**Input material:**
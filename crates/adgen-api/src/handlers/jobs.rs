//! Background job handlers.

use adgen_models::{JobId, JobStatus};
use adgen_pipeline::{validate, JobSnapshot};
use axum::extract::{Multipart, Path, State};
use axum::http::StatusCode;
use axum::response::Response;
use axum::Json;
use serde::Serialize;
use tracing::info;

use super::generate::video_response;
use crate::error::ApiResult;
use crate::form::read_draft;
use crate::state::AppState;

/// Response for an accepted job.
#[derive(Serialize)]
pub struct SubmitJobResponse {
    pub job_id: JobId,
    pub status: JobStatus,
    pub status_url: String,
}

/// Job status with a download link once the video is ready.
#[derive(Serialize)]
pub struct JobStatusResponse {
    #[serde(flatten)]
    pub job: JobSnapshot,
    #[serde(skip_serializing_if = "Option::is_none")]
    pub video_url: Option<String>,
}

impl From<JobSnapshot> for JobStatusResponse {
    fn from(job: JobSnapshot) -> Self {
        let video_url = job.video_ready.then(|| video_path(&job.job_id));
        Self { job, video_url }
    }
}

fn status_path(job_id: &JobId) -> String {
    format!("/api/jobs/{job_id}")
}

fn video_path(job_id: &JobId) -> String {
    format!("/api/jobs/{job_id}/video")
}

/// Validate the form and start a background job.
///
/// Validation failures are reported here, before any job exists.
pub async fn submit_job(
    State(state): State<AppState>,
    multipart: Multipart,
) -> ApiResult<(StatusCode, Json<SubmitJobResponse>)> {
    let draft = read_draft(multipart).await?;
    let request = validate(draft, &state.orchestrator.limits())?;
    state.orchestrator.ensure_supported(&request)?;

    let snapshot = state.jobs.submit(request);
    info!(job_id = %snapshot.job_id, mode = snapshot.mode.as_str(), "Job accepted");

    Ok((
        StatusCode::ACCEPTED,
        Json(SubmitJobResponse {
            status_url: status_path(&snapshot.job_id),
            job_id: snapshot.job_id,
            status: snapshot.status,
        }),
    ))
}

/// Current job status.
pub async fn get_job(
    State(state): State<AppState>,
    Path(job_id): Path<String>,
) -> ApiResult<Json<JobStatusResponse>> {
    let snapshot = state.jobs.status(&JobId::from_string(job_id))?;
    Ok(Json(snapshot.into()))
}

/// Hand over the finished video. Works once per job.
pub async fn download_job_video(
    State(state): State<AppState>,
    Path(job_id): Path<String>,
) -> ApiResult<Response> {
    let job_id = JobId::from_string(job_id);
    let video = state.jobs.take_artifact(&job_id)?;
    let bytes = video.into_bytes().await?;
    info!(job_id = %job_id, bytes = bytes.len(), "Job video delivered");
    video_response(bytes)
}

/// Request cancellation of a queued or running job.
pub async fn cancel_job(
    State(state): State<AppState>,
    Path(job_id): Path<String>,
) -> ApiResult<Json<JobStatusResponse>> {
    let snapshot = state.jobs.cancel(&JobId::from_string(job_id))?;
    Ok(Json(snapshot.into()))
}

**What to do:**
Exactly reproduce every record.

**Output of the exercise:**
filename crates/adgen-api/src/handlers/jobs.rs
//! Background job handlers.

use adgen_models::{JobId, JobStatus};
use adgen_pipeline::{validate, JobSnapshot};
use axum::extract::{Multipart, Path, State};
use axum::http::StatusCode;
use axum::response::Response;
use axum::Json;
use serde::Serialize;
use tracing::info;

use super::generate::video_response;
use crate::error::ApiResult;
use crate::form::read_draft;
use crate::state::AppState;

/// Response for an accepted job.
#[derive(Serialize)]
pub struct SubmitJobResponse {
    pub job_id: JobId,
    pub status: JobStatus,
    pub status_url: String,
}

/// Job status with a download link once the video is ready.
#[derive(Serialize)]
pub struct JobStatusResponse {
    #[serde(flatten)]
    pub job: JobSnapshot,
    #[serde(skip_serializing_if = "Option::is_none")]
    pub video_url: Option<String>,
}

impl From<JobSnapshot> for JobStatusResponse {
    fn from(job: JobSnapshot) -> Self {
        let video_url = job.video_ready.then(|| video_path(&job.job_id));
        Self { job, video_url }
    }
}

fn status_path(job_id: &JobId) -> String {
    format!("/api/jobs/{job_id}")
}

fn video_path(job_id: &JobId) -> String {
    format!("/api/jobs/{job_id}/video")
}

/// Validate the form and start a background job.
///
/// Validation failures are reported here, before any job exists.
pub async fn submit_job(
    State(state): State<AppState>,
    multipart: Multipart,
) -> ApiResult<(StatusCode, Json<SubmitJobResponse>)> {
    let draft = read_draft(multipart).await?;
    let request = validate(draft, &state.orchestrator.limits())?;
    state.orchestrator.ensure_supported(&request)?;

    let snapshot = state.jobs.submit(request);
    info!(job_id = %snapshot.job_id, mode = snapshot.mode.as_str(), "Job accepted");

    Ok((
        StatusCode::ACCEPTED,
        Json(SubmitJobResponse {
            status_url: status_path(&snapshot.job_id),
            job_id: snapshot.job_id,
            status: snapshot.status,
        }),
    ))
}

/// Current job status.
pub async fn get_job(
    State(state): State<AppState>,
    Path(job_id): Path<String>,
) -> ApiResult<Json<JobStatusResponse>> {
    let snapshot = state.jobs.status(&JobId::from_string(job_id))?;
    Ok(Json(snapshot.into()))
}

/// Hand over the finished video. Works once per job.
pub async fn download_job_video(
    State(state): State<AppState>,
    Path(job_id): Path<String>,
) -> ApiResult<Response> {
    let job_id = JobId::from_string(job_id);
    let video = state.jobs.take_artifact(&job_id)?;
    let bytes = video.into_bytes().await?;
    info!(job_id = %job_id, bytes = bytes.len(), "Job video delivered");
    video_response(bytes)
}

/// Request cancellation of a queued or running job.
pub async fn cancel_job(
    State(state): State<AppState>,
    Path(job_id): Path<String>,
) -> ApiResult<Json<JobStatusResponse>> {
    let snapshot = state.jobs.cancel(&JobId::from_string(job_id))?;
    Ok(Json(snapshot.into()))
}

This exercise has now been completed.